You would think that in the ruinous aftermath of the Bush Debacle, people might cut poor Al some slack, realizing that a rather robotic public persona doesn’t mean that human being behind the automaton mask is necessarily a buffoon. Having W as your lab partner might yield a couple of funny jokes you could tell later, but you’re much less likely to have a beaker blow up in your face if Al (or Hillary Clinton) were working at your side.
But people still love to hate Gore. I remember a decade ago when the South Carolina Aquarium bestowed upon Gore its Legacy Award, providing him a pulpit to preach his sermon on looming environmental disaster.
At the time, disgruntled citizens inundated[2]our local paper with comments like these:
An award? An AWARD??? Instead, ARREST this sorry piece of trash for aiding and abetting the greatest scientific fraud in the history of mankind!
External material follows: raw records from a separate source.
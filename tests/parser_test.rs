//! Integration tests for Textract response parsing.

use std::io::Write;

use serde_json::json;
use untextract::{
    parse_file, parse_file_with_options, parse_str, parse_str_with_options, Error,
    PageSelection, ParseOptions, TextractParser,
};

fn geometry(top: f64, left: f64) -> serde_json::Value {
    json!({ "BoundingBox": { "Width": 0.4, "Height": 0.02, "Left": left, "Top": top } })
}

/// One page with a line, a 2x2 table and a key/value pair.
fn invoice_response() -> serde_json::Value {
    json!({
        "DocumentMetadata": { "Pages": 1 },
        "Blocks": [
            { "BlockType": "PAGE", "Id": "page-1", "Geometry": geometry(0.0, 0.0) },
            {
                "BlockType": "LINE", "Id": "line-1", "Text": "Invoice total",
                "Confidence": 99.1, "Geometry": geometry(0.05, 0.1),
                "Relationships": [{ "Type": "CHILD", "Ids": ["w-1", "w-2"] }]
            },
            { "BlockType": "WORD", "Id": "w-1", "Text": "Invoice", "Confidence": 99.3,
              "Geometry": geometry(0.05, 0.1) },
            { "BlockType": "WORD", "Id": "w-2", "Text": "total", "Confidence": 98.9,
              "Geometry": geometry(0.05, 0.2) },
            {
                "BlockType": "TABLE", "Id": "table-1", "Confidence": 97.0,
                "Relationships": [{ "Type": "CHILD", "Ids": ["c-22", "c-11", "c-12", "c-21"] }]
            },
            { "BlockType": "CELL", "Id": "c-11", "RowIndex": 1, "ColumnIndex": 1,
              "Relationships": [{ "Type": "CHILD", "Ids": ["w-3"] }] },
            { "BlockType": "CELL", "Id": "c-12", "RowIndex": 1, "ColumnIndex": 2,
              "Relationships": [{ "Type": "CHILD", "Ids": ["w-4", "w-5"] }] },
            { "BlockType": "CELL", "Id": "c-21", "RowIndex": 2, "ColumnIndex": 1,
              "Relationships": [{ "Type": "CHILD", "Ids": ["sel-1"] }] },
            { "BlockType": "CELL", "Id": "c-22", "RowIndex": 2, "ColumnIndex": 2, "ColumnSpan": 1 },
            { "BlockType": "WORD", "Id": "w-3", "Text": "Item" },
            { "BlockType": "WORD", "Id": "w-4", "Text": "Unit" },
            { "BlockType": "WORD", "Id": "w-5", "Text": "price" },
            { "BlockType": "SELECTION_ELEMENT", "Id": "sel-1", "SelectionStatus": "SELECTED" },
            {
                "BlockType": "KEY_VALUE_SET", "Id": "key-1", "EntityTypes": ["KEY"],
                "Confidence": 88.0,
                "Relationships": [
                    { "Type": "VALUE", "Ids": ["value-1"] },
                    { "Type": "CHILD", "Ids": ["w-6"] }
                ]
            },
            {
                "BlockType": "KEY_VALUE_SET", "Id": "value-1", "EntityTypes": ["VALUE"],
                "Confidence": 87.0,
                "Relationships": [{ "Type": "CHILD", "Ids": ["w-7"] }]
            },
            { "BlockType": "WORD", "Id": "w-6", "Text": "Name:" },
            { "BlockType": "WORD", "Id": "w-7", "Text": "Jane" }
        ]
    })
}

fn paginated_responses() -> serde_json::Value {
    json!([
        { "Blocks": [
            { "BlockType": "PAGE", "Id": "p1" },
            { "BlockType": "LINE", "Id": "l1", "Text": "Page one", "Geometry": geometry(0.1, 0.1) },
            { "BlockType": "PAGE", "Id": "p2" },
            { "BlockType": "LINE", "Id": "l2", "Text": "Page two", "Geometry": geometry(0.1, 0.1) }
        ]},
        { "Blocks": [
            { "BlockType": "PAGE", "Id": "p3" },
            { "BlockType": "LINE", "Id": "l3", "Text": "Page three", "Geometry": geometry(0.1, 0.1) }
        ]}
    ])
}

#[test]
fn test_lines_and_words() {
    let doc = parse_str(&invoice_response().to_string()).unwrap();
    let line = &doc.pages[0].lines[0];

    assert_eq!(line.id, "line-1");
    assert_eq!(line.text, "Invoice total");
    assert!((line.top() - 0.05).abs() < 1e-6);
    assert_eq!(line.words.len(), 2);
    assert_eq!(line.words[1].text, "total");
    assert!(line.words[1].bounding_box.is_some());
}

#[test]
fn test_table_cells_ordered() {
    let doc = parse_str(&invoice_response().to_string()).unwrap();
    let table = &doc.pages[0].tables[0];

    assert_eq!(table.row_count(), 2);
    assert_eq!(table.column_count(), 2);
    assert_eq!(table.rows[0].cells[1].text, "Unit price");
    assert_eq!(table.rows[1].cells[0].text, "SELECTED");
    assert!(table.rows[1].cells[1].is_empty());
}

#[test]
fn test_form_fields() {
    let doc = parse_str(&invoice_response().to_string()).unwrap();
    let form = &doc.pages[0].form;

    assert_eq!(form.fields.len(), 1);
    let field = form.get_field("name:").unwrap();
    assert_eq!(field.value_text(), "Jane");
    assert_eq!(field.value.as_ref().unwrap().confidence, 87.0);
}

#[test]
fn test_plain_text_includes_cells() {
    let doc = parse_str(&invoice_response().to_string()).unwrap();
    assert_eq!(doc.plain_text(), "Invoice total Item Unit price SELECTED ");
}

#[test]
fn test_lines_only() {
    let doc = parse_str_with_options(
        &invoice_response().to_string(),
        ParseOptions::new().lines_only(),
    )
    .unwrap();
    assert!(doc.pages[0].tables.is_empty());
    assert!(doc.pages[0].form.is_empty());
    assert_eq!(doc.line_count(), 1);
}

#[test]
fn test_paginated_responses() {
    let doc = TextractParser::new()
        .parse_value(paginated_responses())
        .unwrap();
    assert_eq!(doc.page_count(), 3);
    assert_eq!(doc.get_page(3).unwrap().lines[0].text, "Page three");
}

#[test]
fn test_page_selection_keeps_numbers() {
    let options = ParseOptions::new().with_pages(PageSelection::parse("2-3").unwrap());
    let doc = TextractParser::with_options(options)
        .parse_value(paginated_responses())
        .unwrap();

    assert_eq!(doc.page_count(), 2);
    assert_eq!(doc.pages[0].number, 2);
    assert!(doc.get_page(1).is_none());
}

#[test]
fn test_malformed_line_fails_fast() {
    let response = json!({ "Blocks": [
        { "BlockType": "PAGE", "Id": "p1" },
        { "BlockType": "LINE", "Id": "ok", "Text": "fine", "Geometry": geometry(0.1, 0.1) },
        { "BlockType": "PAGE", "Id": "p2" },
        { "BlockType": "LINE", "Id": "bad", "Text": "broken",
          "Geometry": { "BoundingBox": { "Left": 0.1 } } }
    ]});

    match parse_str(&response.to_string()) {
        Err(Error::MalformedGeometry { block_id, page }) => {
            assert_eq!(block_id, "bad");
            assert_eq!(page, 2);
        }
        other => panic!("expected MalformedGeometry, got {:?}", other),
    }
}

#[test]
fn test_line_missing_left_fails_fast() {
    let response = json!({ "Blocks": [
        { "BlockType": "PAGE", "Id": "p1" },
        { "BlockType": "LINE", "Id": "ok", "Text": "fine", "Geometry": geometry(0.1, 0.1) },
        { "BlockType": "LINE", "Id": "no-left", "Text": "broken",
          "Geometry": { "BoundingBox": { "Top": 0.2, "Width": 0.3, "Height": 0.05 } } }
    ]});

    match parse_str(&response.to_string()) {
        Err(Error::MalformedGeometry { block_id, page }) => {
            assert_eq!(block_id, "no-left");
            assert_eq!(page, 1);
        }
        other => panic!("expected MalformedGeometry, got {:?}", other),
    }
}

#[test]
fn test_dangling_relationship() {
    let response = json!({ "Blocks": [
        { "BlockType": "PAGE", "Id": "p1" },
        { "BlockType": "LINE", "Id": "l1", "Text": "x", "Geometry": geometry(0.1, 0.1),
          "Relationships": [{ "Type": "CHILD", "Ids": ["gone"] }] }
    ]});
    assert!(matches!(
        parse_str(&response.to_string()),
        Err(Error::MissingBlock(id)) if id == "gone"
    ));
}

#[test]
fn test_empty_response() {
    let doc = parse_str(r#"{"Blocks": []}"#).unwrap();
    assert!(doc.is_empty());
    assert_eq!(doc.plain_text(), "");
}

#[test]
fn test_parse_file() {
    let mut file = tempfile::NamedTempFile::new().unwrap();
    file.write_all(invoice_response().to_string().as_bytes())
        .unwrap();

    let doc = parse_file(file.path()).unwrap();
    assert_eq!(doc.page_count(), 1);

    let options = ParseOptions::new().with_tables(false);
    let doc = parse_file_with_options(file.path(), options).unwrap();
    assert!(doc.pages[0].tables.is_empty());
    assert_eq!(doc.pages[0].form.fields.len(), 1);
}

#[test]
fn test_parse_file_invalid_json() {
    let mut file = tempfile::NamedTempFile::new().unwrap();
    file.write_all(b"{ not json").unwrap();
    assert!(matches!(parse_file(file.path()), Err(Error::Json(_))));
}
Ask any REAL scientist, physicist, etc. Gore’s theories are not supported by the scientific community.
Anyone curious about how Gore’s family made their money in Tennessee?
[. . .] the SC Aquarium is honoring the father of all hoaxes ALGORE. It is a joke. I sure am not going to visit or take my children to a place that supports fraud science.
We already have clean air, water and food or we would all be dead.
Critical thinking at its finest!
So what are we to make of the general public’s disdain of this well-meaning man? I have noticed similar reactions to certain students when I worked as an educator. For whatever reason, some unfortunates attract a disproportionate fusillade of slings and arrows for their seemingly petty peccadillos – their fashion faux pas, shyness, sexual orientation, intellectual curiosity, etc.
I suspect that this tendency for folk to gang up on the socially awkward lies in some deep-rooted evolutionary adaptation. It’s nothing new.
[1]Our current President, who makes W sound Ciceronian when it comes to oratory, shares these sentiments.